March is DVT Awareness Month
What is DVT?
DVT or deep vein thrombosis is a blood clot that develops, usually in the legs. Blood clots impede blood from flowing back to the heart, they can be dangerous if part of it breaks loose and travels to the lungs, where it blocks one or more arteries in the lungs. Approximately 1 in 1000 people will develop DVT in their lifetime.
There are 3 main factors to consider when DVT is in question. Venous stasis (stagnant/sluggish flow), hypercoagulability (thick blood), and damage to the lining of the blood vessel wall (trauma, surgery). These 3 factors are collectively called Virchow’s triad, named after a German pathologist Rudolf Virchow. Various medical conditions put you more at risk for developing a blood clot; they include but are not limited to, recent surgery, pregnancy, cancer, and trauma.
Signs of a DVT include swelling of the leg, pain, and redness. Many people don’t show any signs or symptoms.
Ultrasound is the gold standard for diagnosis of DVT. Using real time imaging, the deep veins are evaluated, flow is assessed using Doppler, and a diagnosis is made. Ultrasound is inexpensive, relatively painless, portable, and does not use ionizing radiation. Ultrasound has dramatically improved the diagnosis, treatment, and outcome of DVT.
Compression socks help people who are at risk of DVT, they help with the return of blood flow to the heart. Walking and being active also help prevent DVT because exercise uses the muscles of the legs to help force blood back to the heart and keep it circulating.
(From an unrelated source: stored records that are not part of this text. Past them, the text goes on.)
//! TypeScript rendering of contracts, concrete types, enumerations and the
//! manifest.
//!
//! A display name belongs to the class with the lowest identifier carrying
//! it. Other classes with that name are reported and emit nothing, so every
//! artifact path has a single writer.

use super::{
    format::{comment_lines, doc_block, is_identifier, list_entry, optional_member, quote},
    Artifact, ArtifactKind, Imports, Projector,
};
use crate::{
    config::Config,
    diagnostics::{Diagnostic, Diagnostics},
    vocabulary::{
        entities::{ClassModel, PropertyModel, ResolvedModel},
        properties::{concrete_properties, contract_properties, name_collisions},
        value_objects::Iri,
    },
    Error, Result,
};

const MANIFEST_HEADER: &str = "/**\n * Auto-generated index file for vocabulary classes\n * This file exports all generated TypeScript contracts, classes and enums\n */\n";

/// Renders artifacts for one resolved model.
#[derive(Clone, Copy, Debug)]
pub struct TypeScriptEmitter<'a> {
    model: &'a ResolvedModel,
    config: &'a Config,
}

impl<'a> TypeScriptEmitter<'a> {
    #[must_use]
    pub fn new(model: &'a ResolvedModel, config: &'a Config) -> Self {
        Self { model, config }
    }

    /// Every artifact owned by `class`.
    ///
    /// Enumerations yield a single enum artifact, or nothing when they carry no
    /// members. Other classes yield a contract and a concrete type.
    pub fn class_artifacts(
        &self,
        class: &ClassModel,
        diagnostics: &mut Diagnostics,
    ) -> Result<Vec<Artifact>> {
        if let Some(owner) = self.name_owner(class) {
            diagnostics.push(Diagnostic::DuplicateClassName {
                class: class.name().to_string(),
                id: class.id().to_string(),
                kept: owner.id().to_string(),
            });
            return Ok(Vec::new());
        }
        if class.is_enumeration() {
            if !class.is_populated_enumeration() {
                diagnostics.push(Diagnostic::EmptyEnumerationSkipped {
                    class: class.name().to_string(),
                });
                return Ok(Vec::new());
            }
            return Ok(vec![self.enumeration(class)?]);
        }

        for collision in name_collisions(class, self.model) {
            diagnostics.push(collision);
        }
        Ok(vec![
            self.contract(class, diagnostics)?,
            self.concrete(class, diagnostics)?,
        ])
    }

    /// Interface extending the parent contracts and declaring the properties
    /// no ancestor already declares.
    pub fn contract(&self, class: &ClassModel, diagnostics: &mut Diagnostics) -> Result<Artifact> {
        ensure_identifier(class, class.name())?;
        let mut imports = Imports::new(class.name(), "./");

        let mut extends = Vec::new();
        for parent in class.parents() {
            let Some(parent) = self.model.class(parent) else {
                continue;
            };
            if parent.id() == class.id() || parent.id() == self.config.vocabulary.enumeration_root
            {
                continue;
            }
            imports.add_sibling(parent.name());
            extends.push(parent.name());
        }

        let mut body = self.class_doc(class);
        body.push_str(&format!("export interface {}", class.name()));
        if !extends.is_empty() {
            body.push_str(&format!(" extends {}", extends.join(", ")));
        }
        body.push_str(" {");

        let members = self.members(
            class,
            &contract_properties(class, self.model),
            "",
            &mut imports,
            diagnostics,
        )?;
        if !members.is_empty() {
            body.push_str(&format!("\n{}\n", members.join("\n\n")));
        }
        body.push_str("}\n");

        Ok(Artifact {
            name: class.name().to_string(),
            kind: ArtifactKind::Contract,
            imports: imports.lines(),
            body,
        })
    }

    /// Class implementing the contract, carrying the metadata block and every
    /// inherited and own property.
    pub fn concrete(&self, class: &ClassModel, diagnostics: &mut Diagnostics) -> Result<Artifact> {
        ensure_identifier(class, class.name())?;
        let emit = &self.config.emit;
        let indent = emit.indent.as_str();
        let concrete_name = format!("{}{}", class.name(), emit.concrete_suffix);

        let mut imports = Imports::new(concrete_name.as_str(), "../interfaces/");
        imports.add("SchemaInterface", &emit.interface_import);
        imports.add("SchemaMetadata", &emit.metadata_import);
        imports.add_sibling(class.name());

        let mut body = self.class_doc(class);
        body.push_str(&format!(
            "export class {concrete_name} implements SchemaInterface, {} {{\n",
            class.name()
        ));
        body.push_str(&format!(
            "{indent}public schema_metadata: SchemaMetadata = {{\n"
        ));
        body.push_str(&format!("{indent}{indent}id: {},\n", quote(class.id())));
        body.push_str(&format!("{indent}{indent}label: {},\n", quote(class.name())));
        body.push_str(&list_entry(
            "subClassOf",
            class.parents(),
            indent,
            2,
            emit.max_line_width,
        ));
        body.push_str(&format!("{indent}}};"));

        let members = self.members(
            class,
            &concrete_properties(class, self.model),
            "public ",
            &mut imports,
            diagnostics,
        )?;
        if !members.is_empty() {
            body.push('\n');
            body.push_str(&members.join("\n\n"));
        }
        body.push_str("\n}\n");

        Ok(Artifact {
            name: class.name().to_string(),
            kind: ArtifactKind::Concrete,
            imports: imports.lines(),
            body,
        })
    }

    /// String enum whose member values are the vocabulary addresses of the
    /// members.
    pub fn enumeration(&self, class: &ClassModel) -> Result<Artifact> {
        ensure_identifier(class, class.name())?;
        let indent = self.config.emit.indent.as_str();

        let mut body = self.class_doc(class);
        body.push_str(&format!("/** @enumeration */\nexport enum {} {{", class.name()));
        if !class.members().is_empty() {
            body.push('\n');
        }
        for member in class.members() {
            ensure_identifier(class, member.label())?;
            let value = Iri::join(&self.config.vocabulary.base_address, member.label())?;
            body.push_str(&format!(
                "{indent}{} = {},\n",
                member.label(),
                quote(value.as_str())
            ));
        }
        body.push_str("}\n");

        Ok(Artifact {
            name: class.name().to_string(),
            kind: ArtifactKind::Enumeration,
            imports: Vec::new(),
            body,
        })
    }

    /// Index re-exporting every contract, concrete type and populated
    /// enumeration of the model, each section sorted by name.
    ///
    /// Classes the model cannot emit are left out: names owned by another
    /// class, and class, property or member names that are not identifiers.
    #[must_use]
    pub fn manifest(&self) -> Artifact {
        let exported = |class: &&ClassModel| self.is_emittable(class);
        let mut plain: Vec<&ClassModel> = self
            .model
            .classes()
            .filter(|class| !class.is_enumeration())
            .filter(exported)
            .collect();
        plain.sort_by(|a, b| a.name().cmp(b.name()));
        let mut enumerations: Vec<&ClassModel> = self
            .model
            .classes()
            .filter(|class| class.is_populated_enumeration())
            .filter(exported)
            .collect();
        enumerations.sort_by(|a, b| a.name().cmp(b.name()));

        let suffix = &self.config.emit.concrete_suffix;
        let mut body = MANIFEST_HEADER.to_string();

        body.push_str("/**\n * Interfaces\n */\n");
        for class in &plain {
            let name = class.name();
            body.push_str(&format!("export type {{ {name} }} from './interfaces/{name}';\n"));
        }

        body.push_str("/**\n * Schema classes\n */\n");
        for class in &plain {
            let name = class.name();
            body.push_str(&format!(
                "export {{ {name}{suffix} }} from './classes/{name}.schema';\n"
            ));
        }

        body.push_str("/**\n * Enums\n */\n");
        for class in &enumerations {
            let name = class.name();
            body.push_str(&format!("export {{ {name} }} from './interfaces/{name}';\n"));
        }

        Artifact {
            name: "index".to_string(),
            kind: ArtifactKind::Manifest,
            imports: Vec::new(),
            body,
        }
    }

    // The class owning `class`'s display name, when it is another class.
    fn name_owner(&self, class: &ClassModel) -> Option<&'a ClassModel> {
        self.model
            .class_named(class.name())
            .filter(|owner| owner.id() != class.id())
    }

    fn is_emittable(&self, class: &ClassModel) -> bool {
        if self.name_owner(class).is_some() || !is_identifier(class.name()) {
            return false;
        }
        if class.is_enumeration() {
            return class
                .members()
                .iter()
                .all(|member| is_identifier(member.label()));
        }
        concrete_properties(class, self.model)
            .iter()
            .all(|property| is_identifier(property.name()))
    }

    fn class_doc(&self, class: &ClassModel) -> String {
        doc_block(&self.comment(class.comment()), "")
    }

    fn comment(&self, comment: Option<&str>) -> Vec<String> {
        let emit = &self.config.emit;
        let lines = comment_lines(comment.unwrap_or_default(), emit.comment_width);
        if lines.is_empty() {
            return vec![emit.fallback_comment.clone()];
        }
        lines
    }

    fn members(
        &self,
        class: &ClassModel,
        properties: &[&PropertyModel],
        visibility: &str,
        imports: &mut Imports,
        diagnostics: &mut Diagnostics,
    ) -> Result<Vec<String>> {
        let emit = &self.config.emit;
        let indent = emit.indent.as_str();
        let projector = Projector::new(self.model, self.config);

        properties
            .iter()
            .map(|property| -> Result<String> {
                ensure_identifier(class, property.name())?;
                let tokens = projector.union(property, class.name(), imports, diagnostics);
                Ok(format!(
                    "{}{}",
                    doc_block(&self.comment(property.comment()), indent),
                    optional_member(
                        &format!("{visibility}{}", property.name()),
                        &tokens,
                        indent,
                        emit.max_line_width,
                    )
                ))
            })
            .collect()
    }
}

fn ensure_identifier(class: &ClassModel, name: &str) -> Result<()> {
    if is_identifier(name) {
        Ok(())
    } else {
        Err(Error::invalid_identifier(class.name(), name))
    }
}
This is why medical professionals want patients up and moving as soon as possible after surgery, this way the blood does not stay stagnant in the veins, increasing the risk of clotting.
The most common treatment of DVT is anticoagulation therapy and the use of compression socks. In some cases, thrombolysis is the best treatment option. This is where the radiologist accesses the vein, and mechanically removes the clot. For high risk patients, or patients with multiple episodes of DVT, there is also the option of an IVC filter, basically a filter that is put in the inferior vena cava, the vein that returns blood to the heart in the abdomen. This filter will catch any clots that come loose, and this prevents pulmonary embolism.